- **Exercise details**: For this listing, the lines between the one holding "let constraints = query::into_filter(constraints);" and the one holding "Ok((StatusCode::OK, Json(response)))", inclusive, must be set down exactly.

=== Begin Enclosure ===

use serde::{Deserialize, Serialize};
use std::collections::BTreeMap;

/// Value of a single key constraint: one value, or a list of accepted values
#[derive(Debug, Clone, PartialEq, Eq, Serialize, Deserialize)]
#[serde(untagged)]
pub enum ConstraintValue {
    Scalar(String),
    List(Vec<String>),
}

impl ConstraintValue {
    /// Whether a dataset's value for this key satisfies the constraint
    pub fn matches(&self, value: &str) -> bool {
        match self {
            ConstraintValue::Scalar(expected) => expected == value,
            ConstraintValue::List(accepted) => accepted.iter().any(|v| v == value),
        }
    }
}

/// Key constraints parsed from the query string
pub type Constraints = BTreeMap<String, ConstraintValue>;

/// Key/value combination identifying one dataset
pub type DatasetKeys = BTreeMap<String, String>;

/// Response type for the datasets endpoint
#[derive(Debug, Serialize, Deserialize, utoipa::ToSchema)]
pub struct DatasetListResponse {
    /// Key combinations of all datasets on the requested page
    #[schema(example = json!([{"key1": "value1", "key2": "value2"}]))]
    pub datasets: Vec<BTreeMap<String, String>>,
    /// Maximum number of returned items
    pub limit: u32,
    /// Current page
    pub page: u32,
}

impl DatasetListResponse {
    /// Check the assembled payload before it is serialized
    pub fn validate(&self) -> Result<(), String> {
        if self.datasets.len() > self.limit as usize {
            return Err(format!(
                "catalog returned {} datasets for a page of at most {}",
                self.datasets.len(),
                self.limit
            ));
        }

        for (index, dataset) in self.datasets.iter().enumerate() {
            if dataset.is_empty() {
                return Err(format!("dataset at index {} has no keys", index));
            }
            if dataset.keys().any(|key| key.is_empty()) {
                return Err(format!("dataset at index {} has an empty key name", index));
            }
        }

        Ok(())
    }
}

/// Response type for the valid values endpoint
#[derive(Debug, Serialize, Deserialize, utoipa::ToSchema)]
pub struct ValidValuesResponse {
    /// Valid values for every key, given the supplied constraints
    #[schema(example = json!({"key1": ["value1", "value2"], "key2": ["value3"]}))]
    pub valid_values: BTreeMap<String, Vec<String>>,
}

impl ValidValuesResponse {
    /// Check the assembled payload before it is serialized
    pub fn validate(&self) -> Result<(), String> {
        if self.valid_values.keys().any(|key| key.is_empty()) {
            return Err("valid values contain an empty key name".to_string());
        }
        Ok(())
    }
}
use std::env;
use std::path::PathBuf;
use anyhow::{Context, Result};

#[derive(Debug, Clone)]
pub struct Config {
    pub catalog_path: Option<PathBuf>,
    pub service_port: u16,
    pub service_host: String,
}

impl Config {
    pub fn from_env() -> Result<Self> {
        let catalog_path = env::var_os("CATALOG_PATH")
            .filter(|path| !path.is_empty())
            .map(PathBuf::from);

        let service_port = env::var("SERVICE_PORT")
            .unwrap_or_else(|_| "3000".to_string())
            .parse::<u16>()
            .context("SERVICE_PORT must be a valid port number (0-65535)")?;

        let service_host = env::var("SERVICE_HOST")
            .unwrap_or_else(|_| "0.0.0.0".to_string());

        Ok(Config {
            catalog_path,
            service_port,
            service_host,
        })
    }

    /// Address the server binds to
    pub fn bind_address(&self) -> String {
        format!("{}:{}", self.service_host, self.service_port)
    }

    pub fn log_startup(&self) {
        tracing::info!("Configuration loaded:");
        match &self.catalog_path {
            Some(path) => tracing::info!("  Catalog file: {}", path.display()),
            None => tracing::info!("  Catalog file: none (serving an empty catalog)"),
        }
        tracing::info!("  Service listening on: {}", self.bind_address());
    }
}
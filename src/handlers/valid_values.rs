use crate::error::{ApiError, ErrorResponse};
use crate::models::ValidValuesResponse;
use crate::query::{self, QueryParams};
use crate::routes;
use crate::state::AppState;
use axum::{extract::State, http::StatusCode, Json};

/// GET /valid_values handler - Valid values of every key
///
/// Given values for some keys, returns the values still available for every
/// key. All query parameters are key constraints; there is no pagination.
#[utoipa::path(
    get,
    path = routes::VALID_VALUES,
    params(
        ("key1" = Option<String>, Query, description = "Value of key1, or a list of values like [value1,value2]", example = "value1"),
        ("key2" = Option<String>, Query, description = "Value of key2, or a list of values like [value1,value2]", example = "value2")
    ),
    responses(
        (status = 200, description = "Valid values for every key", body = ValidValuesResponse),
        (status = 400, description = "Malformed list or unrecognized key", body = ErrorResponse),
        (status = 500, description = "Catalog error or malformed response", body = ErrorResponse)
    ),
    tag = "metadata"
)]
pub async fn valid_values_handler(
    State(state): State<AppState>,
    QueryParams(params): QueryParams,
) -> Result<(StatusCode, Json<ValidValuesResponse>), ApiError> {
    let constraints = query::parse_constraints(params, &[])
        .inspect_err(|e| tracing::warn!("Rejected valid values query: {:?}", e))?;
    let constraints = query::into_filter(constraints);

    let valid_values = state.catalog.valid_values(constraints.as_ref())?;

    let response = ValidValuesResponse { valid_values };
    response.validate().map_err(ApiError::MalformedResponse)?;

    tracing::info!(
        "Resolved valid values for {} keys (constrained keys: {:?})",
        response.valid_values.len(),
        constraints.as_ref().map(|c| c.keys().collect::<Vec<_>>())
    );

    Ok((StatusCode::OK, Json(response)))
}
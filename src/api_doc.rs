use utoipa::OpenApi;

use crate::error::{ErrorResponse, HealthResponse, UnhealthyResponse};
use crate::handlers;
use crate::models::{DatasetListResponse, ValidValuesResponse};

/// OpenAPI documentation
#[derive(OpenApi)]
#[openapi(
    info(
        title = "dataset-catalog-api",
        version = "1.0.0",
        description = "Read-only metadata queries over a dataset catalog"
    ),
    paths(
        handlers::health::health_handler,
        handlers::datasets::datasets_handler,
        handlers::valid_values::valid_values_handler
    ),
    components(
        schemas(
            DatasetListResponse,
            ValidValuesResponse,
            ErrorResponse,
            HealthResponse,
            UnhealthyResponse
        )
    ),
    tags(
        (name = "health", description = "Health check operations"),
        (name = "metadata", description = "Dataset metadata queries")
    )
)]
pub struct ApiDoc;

=== End Enclosure ===

- **Answer box**:
    let constraints = query::into_filter(constraints);

    let valid_values = state.catalog.valid_values(constraints.as_ref())?;

    let response = ValidValuesResponse { valid_values };
    response.validate().map_err(ApiError::MalformedResponse)?;

    tracing::info!(
        "Resolved valid values for {} keys (constrained keys: {:?})",
        response.valid_values.len(),
        constraints.as_ref().map(|c| c.keys().collect::<Vec<_>>())
    );

    Ok((StatusCode::OK, Json(response)))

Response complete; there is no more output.